A conservatism at the mercy of hollow men is inconceivable, and yet cruelly possible, which ultimately makes it necessary to protect and to conserve the soil of conservative thought and consciousness.

That the canons of conservatism must beg to be defended against present-day pretenders who mask their ambitions and antinomies under the rubric of conservatism points to a rampant confusion in the ranks of conservatives. Indeed, some conservatives seem to be searching frantically for another word, another designation, that better defines and authenticates their conservative identity and allegiance. The damage done to the meaning of conservatism in the great tradition from Edmund Burke to T.S. Eliot, from Richard Weaver and Russell Kirk to Claes Ryn and George Carey in more recent times is inestimable. 

We live in an age that almost automatically dismisses seminal texts and ideas in favor of an indiscriminating neoterism. We wantonly abandon standards of authority and tradition in search of new Babylons made to the specifications of ideologues in their campaign to supplant the conservative spirit as we have known the truth of its excellences. Shifting attitudes and opinions proclaimed in elite centers and in mainstream discourse further diminish time-tested conservative values. 

Ours is now fast transposing into an age of idolatry that goes beyond the relativistic and nihilistic vices, one in which the conservative idea is ripped from its roots in the Permanent Things and, in effect, alienated from the moral sense and the moral imagination. Deconstruction and anti-historicism are idols that today help dictate a false conception of conservatism. In direct consequence of this phenomenon—it is very much a deformation—conservatism, no less than sacred traditions and affirmations, is increasingly subjected to attacks that often smack of neo-Jacobin sympathies and sentiments. 

We are allowing the meaning of conservatism to be annexed by a disordered Zeitgeist, which traditional conservatives have been battling steadily since the end of World War II. In the past the primary traits of this Zeitgeist have been Marxist-Leninist in character and interpretation; today it is possessed by idolatrous forms of a continuing debasement that seeks to eradicate the need for roots and the roots of order. It is in this ever-changing, ever-threatening climate, when nothing has a “fixed signification” and everything is tolerated, that committed conservative believers must struggle to hold on to the content of their faith in the face of armed doctrines and violent heresies. 

American conservatism is at the crossroads of its destiny as it labors to preserve its vision and soul. The forces pitted against it are in commanding positions of power, resources, and influence; and their control-centers are well-nigh impregnable: in essence, their goal is to strip conservatism of its basic orientation, thus leaving conservatism monistic and superficial, simply another plaything for hucksters and upstarts emptied of organic meaning and historical memory. 

A conservatism at the mercy of hollow men is inconceivable, and yet cruelly possible, which ultimately makes it necessary to protect and to conserve the soil of conservative thought and consciousness, to which mendacious conservatives are instinctively opposed.
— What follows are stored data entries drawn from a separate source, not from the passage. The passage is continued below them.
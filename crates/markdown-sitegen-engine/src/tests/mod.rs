//! Shared helpers for unit tests that touch the filesystem.

use std::path::{Path, PathBuf};
use tempfile::TempDir;

pub fn create_test_site_dir() -> TempDir {
    TempDir::new().expect("create temp dir")
}

/// Writes `content` to `relative` under `dir`, creating parent directories.
pub fn create_test_file(dir: &TempDir, relative: &str, content: &str) -> PathBuf {
    write_under(dir.path(), relative, content)
}

fn write_under(root: &Path, relative: &str, content: &str) -> PathBuf {
    let path = root.join(relative);
    if let Some(parent) = path.parent() {
        std::fs::create_dir_all(parent).expect("create parent dirs");
    }
    std::fs::write(&path, content).expect("write test file");
    path
}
The current warfare between a traditionalist and a spurious conservatism is mighty in meaning and import, the outcome of which will have deep and lasting impact on the present and future state of human thinking and cognition, whether of a transfiguring or disfiguring nature. Above all, as we take part in this warfare we must do so by transcending immediate and transitory aims and schemes as these are propagated for popular consumption—and advantage. 

We simply cannot permit the conservative idea to be manipulated for either partisan advantage or materialist interests. But how are we to save conservatism from political adventurers with no loyalty to and defiant of what can even be termed an ascetical conservative ontology? How are we to save conservatism from those who see it solely in its evolutionary praxis or shapes and dismiss its metaphysical meaning, its origins and ends? Who are today the true authorities on whom we can rely for disinterested testimony that transcends the publicists and personalities who dominate the electronic media? These are questions that one will not find in the pages and editorial commentaries of newspapers, or on broadcast journalism, or in weekly or monthly tabloids (and headlines) totally subservient to the moment and to the mindlessness that is a national epidemic.
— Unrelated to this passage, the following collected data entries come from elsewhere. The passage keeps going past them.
use indexmap::IndexMap;

/// Attribute name to value, kept in insertion order so output is deterministic.
pub type Attributes = IndexMap<String, String>;

/// A node of the output document tree.
///
/// The tree is a plain forest: every node owns its children and nothing is
/// shared or back-referenced.
#[derive(Debug, Clone, PartialEq, Eq)]
pub enum DocumentNode {
    /// A tagged container with zero or more children.
    Element(Element),
    /// A leaf carrying text, optionally wrapped in a tag.
    Text(TextNode),
}

/// Container node, e.g. `p`, `ul`, `blockquote`.
#[derive(Debug, Clone, PartialEq, Eq, Default)]
pub struct Element {
    /// Always set by the block builder; `None` only fails serialization.
    pub tag: Option<String>,
    pub children: Vec<DocumentNode>,
    pub attributes: Attributes,
}

/// Leaf node. With no tag the value is emitted as raw text.
#[derive(Debug, Clone, PartialEq, Eq, Default)]
pub struct TextNode {
    pub tag: Option<String>,
    /// Always set by the block builder; `None` only fails serialization.
    pub value: Option<String>,
    pub attributes: Attributes,
}

impl DocumentNode {
    /// Creates an element with the given tag and children.
    pub fn element(tag: impl Into<String>, children: Vec<DocumentNode>) -> Self {
        DocumentNode::Element(Element {
            tag: Some(tag.into()),
            children,
            attributes: Attributes::new(),
        })
    }

    /// Creates an untagged text leaf.
    pub fn text(value: impl Into<String>) -> Self {
        DocumentNode::Text(TextNode {
            tag: None,
            value: Some(value.into()),
            attributes: Attributes::new(),
        })
    }

    /// Creates a text leaf wrapped in `tag`.
    pub fn tagged_text(tag: impl Into<String>, value: impl Into<String>) -> Self {
        DocumentNode::Text(TextNode {
            tag: Some(tag.into()),
            value: Some(value.into()),
            attributes: Attributes::new(),
        })
    }

    /// Returns the node with `name="value"` appended to its attributes.
    pub fn with_attribute(mut self, name: impl Into<String>, value: impl Into<String>) -> Self {
        let attributes = match &mut self {
            DocumentNode::Element(el) => &mut el.attributes,
            DocumentNode::Text(t) => &mut t.attributes,
        };
        attributes.insert(name.into(), value.into());
        self
    }

    pub fn tag(&self) -> Option<&str> {
        match self {
            DocumentNode::Element(el) => el.tag.as_deref(),
            DocumentNode::Text(t) => t.tag.as_deref(),
        }
    }

    /// Children of an element; text leaves have none.
    pub fn children(&self) -> &[DocumentNode] {
        match self {
            DocumentNode::Element(el) => &el.children,
            DocumentNode::Text(_) => &[],
        }
    }
}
That we cannot rely on academe, which is in total disarray or in ideological captivity, is, inescapably, a worrisome fact that further complicates matters of high importance in the quarrel between a traditional and an evolutionary conservatism— and that makes the writings in this quarterly conservative review so vital, as is attested to in the most recent essay by Professor T.H. Pickett (“War, Power, and Supremacy”, Modern Age, Summer 2006), and in earlier essays by Richard J. Bishirjian (“Origins and End of the New World Order”), Jude P. Dougherty (“The Fragility of Democracy”), Bruce P. Frohnen (“The Patriotism of a Conservative”), and Paul Gottfried (“The Conservative Movement in Discontinuity”). Individually and collectively, these essays, it can be said, are authentic texts that are moulded by disinterested diagnostic aims. There is no hidden agenda in them, no self-serving motive, no twisted moral subtlety, no pretense or affectation. In them we see the interplay of critical intelligence, analysis, and judgment surmounting the pernicious nullities that destroy thought and discrimination and mar the pursuit of criticism.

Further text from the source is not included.